Unfortunately, these drugs suffer from limited efficacy and serious dose-dependent adverse
effects. In the last decades, the heptapeptide SP1-7, the major bioactive metabolite produced by
Substance P (SP) cleavage, has been extensively investigated as a potential target for the development
of novel peptidomimetic molecules to treat NP. Although the physiological effects
of this SP fragment have been studied in detail, the mechanism behind its action is not fully
clarified and the target for SP1-7 has not been identified yet. Nevertheless, specific binding
sites for the heptapeptide have been found in brain and spinal cord of both mouse and rats.

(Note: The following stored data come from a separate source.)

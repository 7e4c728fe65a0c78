use serde::{Deserialize, Serialize};

/// Game constants shared by the engines
#[derive(Debug, Clone, Copy, PartialEq, Eq, Serialize, Deserialize)]
#[serde(rename_all = "camelCase")]
pub struct GameRules {
    /// Players needed to start a game or a new round
    pub min_players: usize,
    /// Characters in a join code
    pub join_code_length: usize,
    /// Awarded to every non-impostor when the impostor is voted out
    pub caught_bonus: i64,
    /// Awarded to the impostor when an innocent player is voted out
    pub evaded_bonus: i64,
    pub max_display_name_len: usize,
}

impl Default for GameRules {
    fn default() -> Self {
        Self {
            min_players: 3,
            join_code_length: 6,
            caught_bonus: 2,
            evaded_bonus: 3,
            max_display_name_len: 32,
        }
    }
}

impl GameRules {
    pub fn validate(&self) -> Result<(), &'static str> {
        if self.min_players < 3 {
            return Err("At least 3 players are needed for one impostor");
        }
        if self.join_code_length < 4 {
            return Err("Join codes must be at least 4 characters");
        }
        Ok(())
    }

    /// Trim a display name and check its length
    pub fn clean_display_name(&self, name: &str) -> Result<String, String> {
        let name = name.trim();
        if name.is_empty() {
            return Err("Display name is required".to_string());
        }
        if name.chars().count() > self.max_display_name_len {
            return Err(format!(
                "Display name must be at most {} characters",
                self.max_display_name_len
            ));
        }
        Ok(name.to_string())
    }
}

#[cfg(test)]
mod tests {
    use super::*;

    #[test]
    fn test_default_rules_are_valid() {
        assert!(GameRules::default().validate().is_ok());
    }

    #[test]
    fn test_clean_display_name() {
        let rules = GameRules::default();
        assert_eq!(rules.clean_display_name("  Ada ").unwrap(), "Ada");
        assert!(rules.clean_display_name("   ").is_err());
        assert!(rules.clean_display_name(&"x".repeat(33)).is_err());
    }
}
//! Client Integration Tests
//!
//! Runs the server on an ephemeral port and drives it through `GameClient`,
//! keeping one `ClientSession` per player in sync by polling.

use std::sync::Arc;

use impostor_backend::api;
use impostor_backend::client::{ApplyOutcome, ClientSession, GameClient};
use impostor_backend::domain::entities::GamePhase;
use impostor_backend::infrastructure::app_state::AppState;
use impostor_backend::infrastructure::config::AppConfig;

async fn spawn_server() -> String {
    let state = AppState::from_config(AppConfig::in_memory())
        .await
        .expect("Failed to create app state");
    let app = api::create_app(Arc::new(state));

    let listener = tokio::net::TcpListener::bind("127.0.0.1:0").await.unwrap();
    let addr = listener.local_addr().unwrap();
    tokio::spawn(async move {
        axum::serve(listener, app).await.unwrap();
    });

    format!("http://{}", addr)
}

struct Seat {
    client: GameClient,
    session: ClientSession,
}

impl Seat {
    fn id(&self) -> &str {
        self.session.player_id()
    }
}

/// Host "Alice" plus the given guests, each with a synced session
async fn seat_players(base_url: &str, guests: &[&str]) -> Vec<Seat> {
    let mut host = GameClient::new(base_url);
    let created = host.create_room("Alice").await.unwrap();

    let mut seats = vec![Seat {
        client: host,
        session: ClientSession::new(&created.room_id, &created.host_player_id),
    }];

    for guest in guests {
        let mut client = GameClient::new(base_url);
        let joined = client.join_room(&created.join_code, guest).await.unwrap();
        seats.push(Seat {
            client,
            session: ClientSession::new(&joined.room_id, &joined.player_id),
        });
    }

    sync_all(&mut seats).await;
    seats
}

async fn sync_all(seats: &mut [Seat]) {
    for seat in seats.iter_mut() {
        seat.client.sync(&mut seat.session).await.unwrap();
    }
}

#[tokio::test]
async fn test_sessions_follow_a_full_round() {
    let base_url = spawn_server().await;
    let mut seats = seat_players(&base_url, &["Bob", "Carol"]).await;
    let room_id = seats[0].session.room_id().to_string();

    for seat in &seats {
        let view = seat.session.view().unwrap();
        assert_eq!(view.phase, GamePhase::Lobby);
        assert_eq!(view.players.len(), 3);
        assert_eq!(view.am_i_host, seat.id() == seats[0].id());
    }

    // Nothing changed since the last poll
    let outcome = { let s = &mut seats[0]; s.client.sync(&mut s.session) }.await.unwrap();
    assert_eq!(outcome, ApplyOutcome::Stale);

    let started = seats[0].client.start_game(&room_id, "Beaches").await.unwrap();
    sync_all(&mut seats).await;

    for seat in &seats {
        let view = seat.session.view().unwrap();
        assert_eq!(view.phase, GamePhase::Game);
        assert_eq!(view.am_i_impostor, seat.id() == started.impostor_id);
        if view.am_i_impostor {
            assert_eq!(view.visible_topic, None);
        } else {
            assert_eq!(view.visible_topic.as_deref(), Some("Beaches"));
        }
        assert_eq!(view.is_my_turn, seat.id() == seats[0].id());
    }

    // Out of turn
    let err = seats[1].client.submit_response(&room_id, "sun").await.unwrap_err();
    assert_eq!(err.code(), Some("NOT_YOUR_TURN"));

    for i in 0..3 {
        let advance = seats[i].client.submit_response(&room_id, "sand").await.unwrap();
        sync_all(&mut seats).await;
        if i < 2 {
            assert!(seats[i + 1].session.view().unwrap().is_my_turn);
            assert_eq!(advance.round_number, 1);
        } else {
            assert!(advance.lap_completed);
            assert_eq!(advance.round_number, 2);
        }
    }

    seats[0].client.start_voting_phase(&room_id).await.unwrap();
    for i in 0..3 {
        if seats[i].id() != started.impostor_id {
            seats[i].client.submit_vote(&room_id, &started.impostor_id).await.unwrap();
        }
    }
    sync_all(&mut seats).await;

    let host_view = seats[0].session.view().unwrap();
    assert_eq!(host_view.phase, GamePhase::Voting);
    assert_eq!(host_view.vote_tally.get(&started.impostor_id), Some(&2));
    assert_eq!(host_view.votes_outstanding, 1);

    let results = seats[0].client.calculate_results(&room_id).await.unwrap();
    assert!(results.is_impostor_caught);
    sync_all(&mut seats).await;

    for seat in &seats {
        let view = seat.session.view().unwrap();
        assert_eq!(view.phase, GamePhase::Results);
        assert_eq!(view.visible_topic.as_deref(), Some("Beaches"));
        let me = view.my_player.as_ref().unwrap();
        if me.id == started.impostor_id {
            assert!(view.am_i_eliminated);
            assert_eq!(me.score, 0);
        } else {
            assert_eq!(me.score, 2);
        }
    }
}

#[tokio::test]
async fn test_session_closes_when_room_empties() {
    let base_url = spawn_server().await;
    let mut seats = seat_players(&base_url, &["Bob"]).await;
    let room_id = seats[0].session.room_id().to_string();

    let left = seats[0].client.leave_room(&room_id).await.unwrap();
    assert!(!left.room_closed);

    { let s = &mut seats[1]; s.client.sync(&mut s.session) }.await.unwrap();
    assert!(seats[1].session.view().unwrap().am_i_host);

    let left = seats[1].client.leave_room(&room_id).await.unwrap();
    assert!(left.room_closed);

    let outcome = { let s = &mut seats[1]; s.client.sync(&mut s.session) }.await.unwrap();
    assert_eq!(outcome, ApplyOutcome::Stale);
    assert!(seats[1].session.is_closed());
    assert!(seats[1].session.view().is_none());
}

#[tokio::test]
async fn test_commands_need_a_token() {
    let base_url = spawn_server().await;
    let client = GameClient::new(&base_url);
    let err = client.get_game_state("room").await.unwrap_err();
    assert!(err.code().is_none());
}

#[tokio::test]
async fn test_event_stream_opens_with_snapshot() {
    let base_url = spawn_server().await;
    let seats = seat_players(&base_url, &[]).await;
    let room_id = seats[0].session.room_id();
    let token = seats[0].client.token().unwrap();

    let mut response = reqwest::Client::new()
        .get(format!("{}/api/rooms/{}/events?token={}", base_url, room_id, token))
        .send()
        .await
        .unwrap();
    assert_eq!(response.status(), reqwest::StatusCode::OK);

    let mut received = String::new();
    while !received.contains("\n\n") {
        let chunk = response.chunk().await.unwrap().expect("stream ended early");
        received.push_str(&String::from_utf8_lossy(&chunk));
    }

    assert!(received.starts_with("event: snapshot"));
    assert!(received.contains("\"action\":\"subscribed\""));
    assert!(received.contains(room_id));
}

Several Structure-Affinity Relationship (SAR) studies on SP1-7 and some of its synthetic analogues
have been carried out aiming to developing more metabolically stable and effective
small molecule SP1-7-related amides that could be used as research tools for a better understanding
of the SP1-7 system and, in a longer perspective, as potential therapeutic agents for
future treatment of NP.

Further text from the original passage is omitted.